--- START ---

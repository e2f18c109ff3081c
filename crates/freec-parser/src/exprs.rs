//! Expression parsing.

use freec_common::{Result, Span};
use freec_ir::{Alt, ConPat, Expr, ExprKind, Name, QName, VarPat};
use freec_scanner::TokenKind;

use crate::ops::{Assoc, fixity};
use crate::types::{LIST_TYCON, PAIR_TYCON};
use crate::Parser;

impl Parser<'_> {
    pub(crate) fn expr(&mut self) -> Result<Expr> {
        self.op_expr(0)
    }

    /// Precedence climbing over the fixed operator table.
    fn op_expr(&mut self, min_prec: u8) -> Result<Expr> {
        let mut lhs = self.app_expr()?;
        loop {
            let TokenKind::Sym(sym) = self.peek() else {
                return Ok(lhs);
            };
            let sym = sym.clone();
            let span = self.peek_span();
            let Some((prec, assoc)) = fixity(&sym) else {
                return Err(self.error_at(
                    span,
                    format!(
                        "operator '{sym}' has no fixed fixity; write it applied as '({sym}) x y'"
                    ),
                ));
            };
            if prec < min_prec {
                return Ok(lhs);
            }
            self.advance();
            let next_min = match assoc {
                Assoc::Left | Assoc::None => prec + 1,
                Assoc::Right => prec,
            };
            let rhs = self.op_expr(next_min)?;
            if assoc == Assoc::None
                && let TokenKind::Sym(next) = self.peek()
                && fixity(next).is_some_and(|(p, _)| p == prec)
            {
                return Err(self.error_here(format!(
                    "cannot chain non-associative operator '{sym}'"
                )));
            }
            let op = if sym == ":" {
                Expr::con(span, QName::symbol(sym))
            } else {
                Expr::var(span, QName::symbol(sym))
            };
            lhs = Expr::apply(op, vec![lhs, rhs]);
        }
    }

    /// An application chain, or one of the special forms that extend to the
    /// end of the expression (`if`, `case`, lambda).
    fn app_expr(&mut self) -> Result<Expr> {
        self.check_unsupported()?;
        match self.peek() {
            TokenKind::If => self.if_expr(),
            TokenKind::Case => self.case_expr(),
            TokenKind::Backslash => self.lambda_expr(),
            _ => {
                let head = match self.aexpr()? {
                    Some(expr) => expr,
                    None => {
                        return Err(self.error_here(format!(
                            "expected an expression, found {}",
                            self.peek().describe()
                        )));
                    }
                };
                let mut expr = head;
                while let Some(arg) = self.aexpr()? {
                    expr = Expr::app(expr, arg);
                }
                Ok(expr)
            }
        }
    }

    /// An atomic expression, or `None` when the next token cannot start one.
    fn aexpr(&mut self) -> Result<Option<Expr>> {
        let span = self.peek_span();
        let expr = match self.peek().clone() {
            TokenKind::VarId(ident) => {
                self.advance();
                match ident.as_str() {
                    "undefined" => Expr::new(span, ExprKind::Undefined),
                    "error" => self.error_call(span)?,
                    _ => Expr::var(span, QName::ident(ident)),
                }
            }
            TokenKind::QVarId(module, ident) => {
                self.advance();
                Expr::var(span, QName::qualified(module, Name::Ident(ident)))
            }
            TokenKind::ConId(ident) => {
                self.advance();
                Expr::con(span, QName::ident(ident))
            }
            TokenKind::QConId(module, ident) => {
                self.advance();
                Expr::con(span, QName::qualified(module, Name::Ident(ident)))
            }
            TokenKind::IntLit(value) => {
                self.advance();
                Expr::int(span, value)
            }
            TokenKind::StringLit(_) => {
                return Err(self.error_here(
                    "string literals are only supported as the argument of 'error'",
                ));
            }
            TokenKind::LParen => {
                self.advance();
                self.paren_expr(span)?
            }
            TokenKind::LBracket => {
                self.advance();
                self.list_expr(span)?
            }
            _ => return Ok(None),
        };
        Ok(Some(expr))
    }

    /// `error "message"`.
    fn error_call(&mut self, start: Span) -> Result<Expr> {
        if let TokenKind::StringLit(message) = self.peek().clone() {
            let end = self.advance().span;
            return Ok(Expr::new(
                start.merge(end),
                ExprKind::ErrorExpr(message),
            ));
        }
        Err(self.error_here("'error' must be applied to a string literal"))
    }

    /// The rest of a parenthesized form: operator reference, pair, or group.
    fn paren_expr(&mut self, start: Span) -> Result<Expr> {
        // `(+)` and `(:)` reference an operator as a function.
        if let TokenKind::Sym(sym) = self.peek().clone()
            && *self.peek_at(1) == TokenKind::RParen
        {
            self.advance();
            let end = self.advance().span;
            let span = start.merge(end);
            let expr = if sym == ":" {
                Expr::con(span, QName::symbol(sym))
            } else {
                Expr::var(span, QName::symbol(sym))
            };
            return Ok(expr);
        }
        let first = self.expr()?;
        if self.eat(&TokenKind::Comma) {
            let second = self.expr()?;
            let end = self.expect(&TokenKind::RParen, "to close the pair")?;
            let con = Expr::con(start.merge(end), QName::symbol(PAIR_TYCON));
            return Ok(Expr::apply(con, vec![first, second]));
        }
        self.expect(&TokenKind::RParen, "to close the parenthesized expression")?;
        Ok(first)
    }

    /// `[]` or a bracketed list literal, desugared to a cons chain.
    fn list_expr(&mut self, start: Span) -> Result<Expr> {
        if *self.peek() == TokenKind::RBracket {
            let end = self.advance().span;
            return Ok(Expr::con(start.merge(end), QName::symbol(LIST_TYCON)));
        }
        let mut elems = vec![self.expr()?];
        while self.eat(&TokenKind::Comma) {
            elems.push(self.expr()?);
        }
        let end = self.expect(&TokenKind::RBracket, "to close the list literal")?;
        let span = start.merge(end);
        let mut expr = Expr::con(span, QName::symbol(LIST_TYCON));
        for elem in elems.into_iter().rev() {
            let cons = Expr::con(elem.span, QName::symbol(":"));
            expr = Expr::apply(cons, vec![elem, expr]);
        }
        Ok(expr)
    }

    fn if_expr(&mut self) -> Result<Expr> {
        let start = self.expect(&TokenKind::If, "")?;
        let cond = self.expr()?;
        self.expect(&TokenKind::Then, "after the condition")?;
        let then = self.expr()?;
        self.expect(&TokenKind::Else, "after the then-branch")?;
        let els = self.expr()?;
        let span = start.merge(els.span);
        Ok(Expr::new(
            span,
            ExprKind::If(Box::new(cond), Box::new(then), Box::new(els)),
        ))
    }

    fn lambda_expr(&mut self) -> Result<Expr> {
        let start = self.expect(&TokenKind::Backslash, "")?;
        let mut pats = Vec::new();
        loop {
            let span = self.peek_span();
            match self.peek().clone() {
                TokenKind::VarId(ident) => {
                    self.advance();
                    pats.push(VarPat::new(span, ident));
                }
                TokenKind::Underscore => {
                    self.advance();
                    let name = self.internal_name("w");
                    pats.push(VarPat::new(span, name));
                }
                TokenKind::Arrow if !pats.is_empty() => break,
                _ => {
                    return Err(self.error_here(
                        "lambda arguments must be variable patterns",
                    ));
                }
            }
        }
        self.expect(&TokenKind::Arrow, "after the lambda arguments")?;
        let body = self.expr()?;
        let span = start.merge(body.span);
        Ok(Expr::new(span, ExprKind::Lambda(pats, Box::new(body))))
    }

    fn case_expr(&mut self) -> Result<Expr> {
        let start = self.expect(&TokenKind::Case, "")?;
        let scrutinee = self.expr()?;
        self.expect(&TokenKind::Of, "after the case scrutinee")?;
        let explicit = self.open_block("the case alternatives")?;
        let mut alts = vec![self.alt()?];
        while self.block_sep() {
            self.advance();
            if matches!(self.peek(), TokenKind::RBrace | TokenKind::VRBrace) {
                break;
            }
            alts.push(self.alt()?);
        }
        let end = self.peek_span();
        self.close_block(explicit, "to end the case alternatives")?;
        Ok(Expr::new(
            start.merge(end),
            ExprKind::Case(Box::new(scrutinee), alts),
        ))
    }

    fn alt(&mut self) -> Result<Alt> {
        let (con, pats) = self.alt_pattern()?;
        self.expect(&TokenKind::Arrow, "after the pattern")?;
        let rhs = self.expr()?;
        let span = con.span.merge(rhs.span);
        Ok(Alt {
            span,
            con,
            pats: pats.into(),
            rhs,
        })
    }

    /// A one-level alternative pattern: `C x y`, `x : xs`, `[]`, `(a, b)`.
    fn alt_pattern(&mut self) -> Result<(ConPat, Vec<VarPat>)> {
        let span = self.peek_span();
        match self.peek().clone() {
            TokenKind::ConId(ident) => {
                self.advance();
                let con = ConPat {
                    span,
                    name: QName::ident(ident),
                };
                let pats = self.var_patterns()?;
                Ok((con, pats))
            }
            TokenKind::QConId(module, ident) => {
                self.advance();
                let con = ConPat {
                    span,
                    name: QName::qualified(module, Name::Ident(ident)),
                };
                let pats = self.var_patterns()?;
                Ok((con, pats))
            }
            TokenKind::LBracket => {
                self.advance();
                let end = self.expect(&TokenKind::RBracket, "to complete the '[]' pattern")?;
                let con = ConPat {
                    span: span.merge(end),
                    name: QName::symbol(LIST_TYCON),
                };
                Ok((con, Vec::new()))
            }
            TokenKind::VarId(_) | TokenKind::Underscore => {
                // Must be the left side of a cons pattern; a bare variable
                // alternative is not representable one level deep.
                let head = self.var_pattern()?;
                if *self.peek() == TokenKind::Sym(":".to_string()) {
                    let con_span = self.advance().span;
                    let tail = self.var_pattern()?;
                    let con = ConPat {
                        span: con_span,
                        name: QName::symbol(":"),
                    };
                    return Ok((con, vec![head, tail]));
                }
                Err(self.error_at(
                    span,
                    "variable patterns are not supported as case alternatives",
                ))
            }
            TokenKind::LParen => {
                self.advance();
                let inner = self.alt_pattern_in_parens(span)?;
                Ok(inner)
            }
            _ => Err(self.error_here(format!(
                "expected a pattern, found {}",
                self.peek().describe()
            ))),
        }
    }

    /// `(x : xs)`, `(a, b)`, or a parenthesized alternative pattern.
    fn alt_pattern_in_parens(&mut self, start: Span) -> Result<(ConPat, Vec<VarPat>)> {
        if matches!(self.peek(), TokenKind::VarId(_) | TokenKind::Underscore) {
            let head = self.var_pattern()?;
            if *self.peek() == TokenKind::Sym(":".to_string()) {
                let con_span = self.advance().span;
                let tail = self.var_pattern()?;
                self.expect(&TokenKind::RParen, "to close the pattern")?;
                let con = ConPat {
                    span: con_span,
                    name: QName::symbol(":"),
                };
                return Ok((con, vec![head, tail]));
            }
            if self.eat(&TokenKind::Comma) {
                let second = self.var_pattern()?;
                let end = self.expect(&TokenKind::RParen, "to close the pair pattern")?;
                let con = ConPat {
                    span: start.merge(end),
                    name: QName::symbol(PAIR_TYCON),
                };
                return Ok((con, vec![head, second]));
            }
            return Err(self.error_here("unsupported pattern"));
        }
        let inner = self.alt_pattern()?;
        self.expect(&TokenKind::RParen, "to close the pattern")?;
        Ok(inner)
    }

    /// Zero or more variable patterns (constructor argument positions).
    pub(crate) fn var_patterns(&mut self) -> Result<Vec<VarPat>> {
        let mut pats = Vec::new();
        loop {
            match self.peek() {
                TokenKind::VarId(_) | TokenKind::Underscore => pats.push(self.var_pattern()?),
                TokenKind::ConId(_) | TokenKind::QConId(_, _) | TokenKind::LParen
                | TokenKind::LBracket => {
                    return Err(self.error_here(
                        "nested patterns are not supported; bind a variable and match again",
                    ));
                }
                _ => return Ok(pats),
            }
        }
    }

    pub(crate) fn var_pattern(&mut self) -> Result<VarPat> {
        let span = self.peek_span();
        match self.peek().clone() {
            TokenKind::VarId(ident) => {
                self.advance();
                Ok(VarPat::new(span, ident))
            }
            TokenKind::Underscore => {
                self.advance();
                let name = self.internal_name("w");
                Ok(VarPat::new(span, name))
            }
            TokenKind::ConId(_)
            | TokenKind::QConId(_, _)
            | TokenKind::LParen
            | TokenKind::LBracket => Err(self.error_here(
                "nested patterns are not supported; bind a variable and match again",
            )),
            _ => Err(self.error_here(format!(
                "expected a variable pattern, found {}",
                self.peek().describe()
            ))),
        }
    }
}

--- END ---

**Brief**
Within the material above, output exactly the lines from the one with "filename crates/freec-parser/src/exprs.rs" through the one with "use crate::Parser;", end lines included, and nothing besides.

**Result**
filename crates/freec-parser/src/exprs.rs
//! Expression parsing.

use freec_common::{Result, Span};
use freec_ir::{Alt, ConPat, Expr, ExprKind, Name, QName, VarPat};
use freec_scanner::TokenKind;

use crate::ops::{Assoc, fixity};
use crate::types::{LIST_TYCON, PAIR_TYCON};
use crate::Parser;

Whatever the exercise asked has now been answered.